Like ethnicity and/or tribalism, the issue of the “obtaining” economic system needs some mediation. In order words, we need to negotiate between the economic system that propels greed against the compassion that is necessary to be a better society. Excellence and/or “success” should be encouraged, but not at the expense of humanness. Similarly, ethnicity and/or tribalism, however defined, need not be a problem. In fact, it could be argued that these are important for self/cultural-identity. It is however a problem if the prominence of ethnicity and/or tribalism contravene others. In the same vein, we must manage our prides in our cultures, ancestry and so on. These should not unravel tensions and conflicts that end up taking us back.

The points I am making could sound naïve and could be labelled as a pipedream and/or daydreaming. They are based on the premise, informed by the environments of comparable nations, that it is possible to coexist in a heterogeneous society: it is possible to share a vision and a destiny, and jointly make it a reality. A South African “national personality” — an overarching national identity — is feasible, just like the Brazilian national identity happened. As an important gesture, as we queued to vote we have renewed our resolve to a South African national identity and to our national vision as spelt out in our Constitution. We have pledged to a new social compact.

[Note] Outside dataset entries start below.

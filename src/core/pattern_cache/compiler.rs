//! Pattern compilers
//!
//! The cache is generic over the compiler so that hosts can plug in their own
//! pattern dialect, and tests can count compilations.

use super::types::PatternFlags;
use crate::utils::error::{ReuseError, Result};
use regex::{Regex, RegexBuilder};

/// Turns pattern text into its executable form
pub trait PatternCompiler: Send + Sync {
    /// The compiled form handed out by the cache
    type Compiled: Send + Sync;

    /// Compile `pattern` under `flags`
    ///
    /// Must return `ReuseError::PatternSyntax` when the text is rejected.
    fn compile(&self, pattern: &str, flags: PatternFlags) -> Result<Self::Compiled>;
}

/// Compiler backed by the `regex` crate
#[derive(Debug, Clone, Default)]
pub struct RegexCompiler {
    size_limit: Option<usize>,
}

impl RegexCompiler {
    /// Create a compiler with the regex crate's default limits
    pub fn new() -> Self {
        Self::default()
    }

    /// Cap the size of a single compiled program, in bytes
    pub fn with_size_limit(mut self, bytes: usize) -> Self {
        self.size_limit = Some(bytes);
        self
    }
}

impl PatternCompiler for RegexCompiler {
    type Compiled = Regex;

    fn compile(&self, pattern: &str, flags: PatternFlags) -> Result<Regex> {
        let source = if flags.contains(PatternFlags::LITERAL) {
            regex::escape(pattern)
        } else {
            pattern.to_string()
        };

        let mut builder = RegexBuilder::new(&source);
        builder
            .case_insensitive(flags.contains(PatternFlags::CASE_INSENSITIVE))
            .multi_line(flags.contains(PatternFlags::MULTILINE))
            .dot_matches_new_line(flags.contains(PatternFlags::DOTALL))
            // Literal text must not have its whitespace stripped
            .ignore_whitespace(
                flags.contains(PatternFlags::COMMENTS) && !flags.contains(PatternFlags::LITERAL),
            );
        if let Some(limit) = self.size_limit {
            builder.size_limit(limit);
        }

        builder.build().map_err(|e| match ReuseError::from(e) {
            ReuseError::PatternSyntax { message, .. } => {
                ReuseError::pattern_syntax(pattern, message)
            }
            other => other,
        })
    }
}
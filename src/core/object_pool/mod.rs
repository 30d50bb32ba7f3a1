//! Bounded object reuse
//!
//! This module provides a fixed-capacity circular pool of pre-built instances
//! and a lock-guarded handle for sharing one across threads.

pub mod pool;
pub mod shared;

pub use pool::CircularPool;
pub use shared::{PooledObject, SharedPool};
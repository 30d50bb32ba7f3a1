//! Error handling for the reuse layer
//!
//! This module defines all error types surfaced by the pool, the pattern cache
//! and configuration loading.

use thiserror::Error;

/// Result type alias for the crate
pub type Result<T> = std::result::Result<T, ReuseError>;

/// Main error type for the crate
#[derive(Error, Debug)]
pub enum ReuseError {
    /// A constructor or parser received an argument outside its domain
    #[error("Invalid argument: {0}")]
    InvalidArgument(String),

    /// The pattern compiler rejected the pattern text
    #[error("Invalid pattern '{pattern}': {message}")]
    PatternSyntax { pattern: String, message: String },

    /// Configuration errors
    #[error("Configuration error: {0}")]
    Config(String),

    /// IO errors
    #[error("IO error: {0}")]
    Io(#[from] std::io::Error),

    /// YAML parsing errors
    #[error("YAML error: {0}")]
    Yaml(#[from] serde_yaml::Error),
}

impl ReuseError {
    /// Create an invalid argument error
    pub fn invalid_argument(msg: impl Into<String>) -> Self {
        Self::InvalidArgument(msg.into())
    }

    /// Create a pattern syntax error
    pub fn pattern_syntax(pattern: impl Into<String>, message: impl Into<String>) -> Self {
        Self::PatternSyntax {
            pattern: pattern.into(),
            message: message.into(),
        }
    }

    /// Create a configuration error
    pub fn config(msg: impl Into<String>) -> Self {
        Self::Config(msg.into())
    }

    /// Whether this error was raised by a rejected pattern
    pub fn is_pattern_syntax(&self) -> bool {
        matches!(self, Self::PatternSyntax { .. })
    }
}

impl From<regex::Error> for ReuseError {
    fn from(err: regex::Error) -> Self {
        match err {
            regex::Error::Syntax(message) => Self::PatternSyntax {
                pattern: String::new(),
                message,
            },
            regex::Error::CompiledTooBig(limit) => Self::PatternSyntax {
                pattern: String::new(),
                message: format!("compiled pattern exceeds size limit of {} bytes", limit),
            },
            other => Self::PatternSyntax {
                pattern: String::new(),
                message: other.to_string(),
            },
        }
    }
}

One of the extraordinary poets of our time, Ben Okri recently challenged humanity to join hands to a new social compact — it is almost as if he was talking to South Africans mainly. The extract below, from his Mental Fight, depicts the possibilities for a new South African national identity:

You can’t remake the world
Without remaking yourself
We could use the new era
To clean our eyes,
To see the world differently,
To see ourselves more clearly.
Only free people can make a free world.
Infect the world with your light.
Help fulfil the golden prophecies
Press forward the human genius.
Our future is greater than our past.

We are better than that.
We are greater than our despair.
The negative aspects of humanity
Are not the most real and authentic;
The most authentic thing about us
Is our capacity to create, to overcome,
To endure, to transform, to love,
And to be greater than our suffering.
We are best defined by the mystery
That we are still here, and can still rise
Upwards, still create better civilisations,
That we can face our raw realities,
And that we will survive
The greater despair
That the greater future might bring.

Ben Okri, in this same work, raises questions that each one of us need to think about. He asks, “will you be at the harvest, among the gatherers of new fruits?” I guess if the answer is yes, he argues that: “then you must begin today to remake your mental and spiritual world and join the warriors and celebrants of freedom, realisers of great dreams”. My optimism, though at times dwindles, remains because we have “capacity to create, to overcome, to endure, to transform, to love, and to be greater than our suffering”.